» Prompt: Taking the first line of the listing as the start and the line containing "The library follows" as the end, reproduce everything in between exactly, both ends included.

» Data records:
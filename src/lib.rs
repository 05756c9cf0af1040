//! Todoist actionability updater.
//!
//! Keeps a Todoist task hierarchy in a consistent "actionability" state by
//! applying rules embedded in task and project names. A name ending in
//! `(=)` makes its children parallel (all actionable together); a name
//! ending in `(-)` makes them serial (one at a time, in stored order).
//! Active leaf tasks get a due date, inactive ones get the NoDate label
//! instead, and recurring parallel/serial tasks restart their subtask
//! cycle when they come due.
//!
//! # Architecture
//!
//! The library follows a 3-layer layout:
//! - **Driver layer**: [`Updater`] - loads a snapshot, runs the engine,
//!   applies or prints the resulting mutations
//! - **Engine layer**: `engine` module - tree building, recurrence
//!   rollover, activation resolution, state reconciliation
//! - **Persistence layer**: `storage` module - TOML snapshot files
//!
//! # Example
//!
//! ```no_run
//! use todoist_updater::{Updater, UpdaterConfig};
//! use anyhow::Result;
//!
//! fn main() -> Result<()> {
//!     let updater = Updater::new("snapshot.toml", UpdaterConfig::default());
//!     for mutation in updater.plan()? {
//!         println!("{mutation}");
//!     }
//!     Ok(())
//! }
//! ```

pub mod config;
pub mod engine;
pub mod model;
pub mod mutation;
pub mod storage;

use anyhow::Result;
use log::{error, info};

// Re-export commonly used types
pub use config::UpdaterConfig;
pub use engine::{ResolvedNode, TreeError, plan};
pub use model::{Due, DueDate, Mode, Project, Snapshot, Task, local_now};
pub use mutation::Mutation;
pub use storage::Storage;

/// The sync driver: owns the storage and configuration for one snapshot
/// file and runs the fetch → compute → mutate cycle against it.
pub struct Updater {
    storage: Storage,
    config: UpdaterConfig,
}

/// What one executed run did.
#[derive(Debug)]
pub struct RunSummary {
    /// Every mutation the engine proposed.
    pub mutations: Vec<Mutation>,
    /// How many were applied successfully.
    pub applied: usize,
    /// How many failed to apply. Failures are logged per task and never
    /// abort the rest of the run; the next run self-heals.
    pub failed: usize,
}

impl Updater {
    /// Create an updater over the given snapshot file.
    pub fn new(storage_path: impl AsRef<std::path::Path>, config: UpdaterConfig) -> Self {
        Self {
            storage: Storage::new(storage_path),
            config,
        }
    }

    /// Compute the mutation plan without changing anything.
    ///
    /// # Errors
    /// Fails on I/O or parse errors, or when the snapshot is structurally
    /// broken (dangling parent, parent cycle, unknown project).
    pub fn plan(&self) -> Result<Vec<Mutation>> {
        let snapshot = self.storage.load()?;
        let mutations = engine::plan(&snapshot, &self.config, model::local_now())?;
        Ok(mutations)
    }

    /// Compute the plan, apply it to the snapshot, and save the result.
    ///
    /// A structural error aborts before anything is written. A failure to
    /// apply one mutation is logged and skipped; every mutation is keyed by
    /// its own task id and independently idempotent, so the remaining ones
    /// still apply cleanly.
    pub fn run(&self) -> Result<RunSummary> {
        let mut snapshot = self.storage.load()?;
        let mutations = engine::plan(&snapshot, &self.config, model::local_now())?;
        if mutations.is_empty() {
            info!("nothing to do, skipping save");
            return Ok(RunSummary {
                mutations,
                applied: 0,
                failed: 0,
            });
        }

        let mut applied = 0;
        let mut failed = 0;
        for mutation in &mutations {
            match snapshot.apply(mutation) {
                Ok(()) => applied += 1,
                Err(err) => {
                    error!("failed to apply '{}': {}", mutation, err);
                    failed += 1;
                }
            }
        }
        self.storage.save(&snapshot)?;
        info!("applied {} mutation(s), {} failed", applied, failed);
        Ok(RunSummary {
            mutations,
            applied,
            failed,
        })
    }
}
//! Weighted linear fusion of the vector and keyword signal lists.

use std::collections::HashMap;

use crate::types::{ScoredPassage, SignalOrigin};

use super::kernels::weighted;

/// Merge two independently scored lists into one ranked list.
///
/// `fused = vector_weight * vector_score + keyword_weight * keyword_score`; a
/// passage missing from one list contributes 0 for that signal. Passages are
/// deduplicated on exact content and keep the first metadata seen (vector list
/// first). Output is descending by fused score, truncated to `top_k`, with ties
/// in first-encounter order.
///
/// Non-finite contributions are dropped before accumulating, and a passage
/// whose accumulated score overflows is dropped from the output.
#[must_use]
pub fn fuse(
    vector_results: Vec<ScoredPassage>,
    keyword_results: Vec<ScoredPassage>,
    vector_weight: f32,
    keyword_weight: f32,
    top_k: usize,
) -> Vec<ScoredPassage> {
    let capacity = vector_results.len() + keyword_results.len();
    let mut slots: HashMap<String, usize> = HashMap::with_capacity(capacity);
    let mut fused: Vec<ScoredPassage> = Vec::with_capacity(capacity);

    let streams = [
        (vector_results, vector_weight, SignalOrigin::Vector),
        (keyword_results, keyword_weight, SignalOrigin::Keyword),
    ];
    for (results, weight, origin) in streams {
        for result in results {
            let contribution = weighted(result.score, weight);
            if !contribution.is_finite() {
                tracing::debug!(
                    event = "retrieval.fusion.contribution.dropped",
                    signal = origin.as_str(),
                    score = result.score,
                    weight,
                    "dropping non-finite fusion contribution"
                );
                continue;
            }
            if let Some(&slot) = slots.get(result.content()) {
                let entry = &mut fused[slot];
                entry.score += contribution;
                entry.origin = entry.origin.merge(origin);
            } else {
                slots.insert(result.passage.content.clone(), fused.len());
                fused.push(ScoredPassage::new(result.passage, contribution, origin));
            }
        }
    }

    let unique = fused.len();
    fused.retain(|entry| entry.score.is_finite());
    if fused.len() < unique {
        tracing::debug!(
            event = "retrieval.fusion.overflow.dropped",
            dropped = unique - fused.len(),
            "dropping passages whose fused score overflowed"
        );
    }
    // -0.0 + 0.0 == +0.0, so signed zeros tie under total_cmp.
    for entry in &mut fused {
        entry.score += 0.0;
    }
    fused.sort_by(|a, b| b.score.total_cmp(&a.score));
    fused.truncate(top_k);

    tracing::debug!(
        event = "retrieval.fusion.completed",
        candidates = capacity,
        unique,
        returned = fused.len(),
        "signals fused"
    );
    fused
}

» Response box:
filename src/lib.rs
repository 05756c9cf0af1040
//! Todoist actionability updater.
//!
//! Keeps a Todoist task hierarchy in a consistent "actionability" state by
//! applying rules embedded in task and project names. A name ending in
//! `(=)` makes its children parallel (all actionable together); a name
//! ending in `(-)` makes them serial (one at a time, in stored order).
//! Active leaf tasks get a due date, inactive ones get the NoDate label
//! instead, and recurring parallel/serial tasks restart their subtask
//! cycle when they come due.
//!
//! # Architecture
//!
//! The library follows a 3-layer layout:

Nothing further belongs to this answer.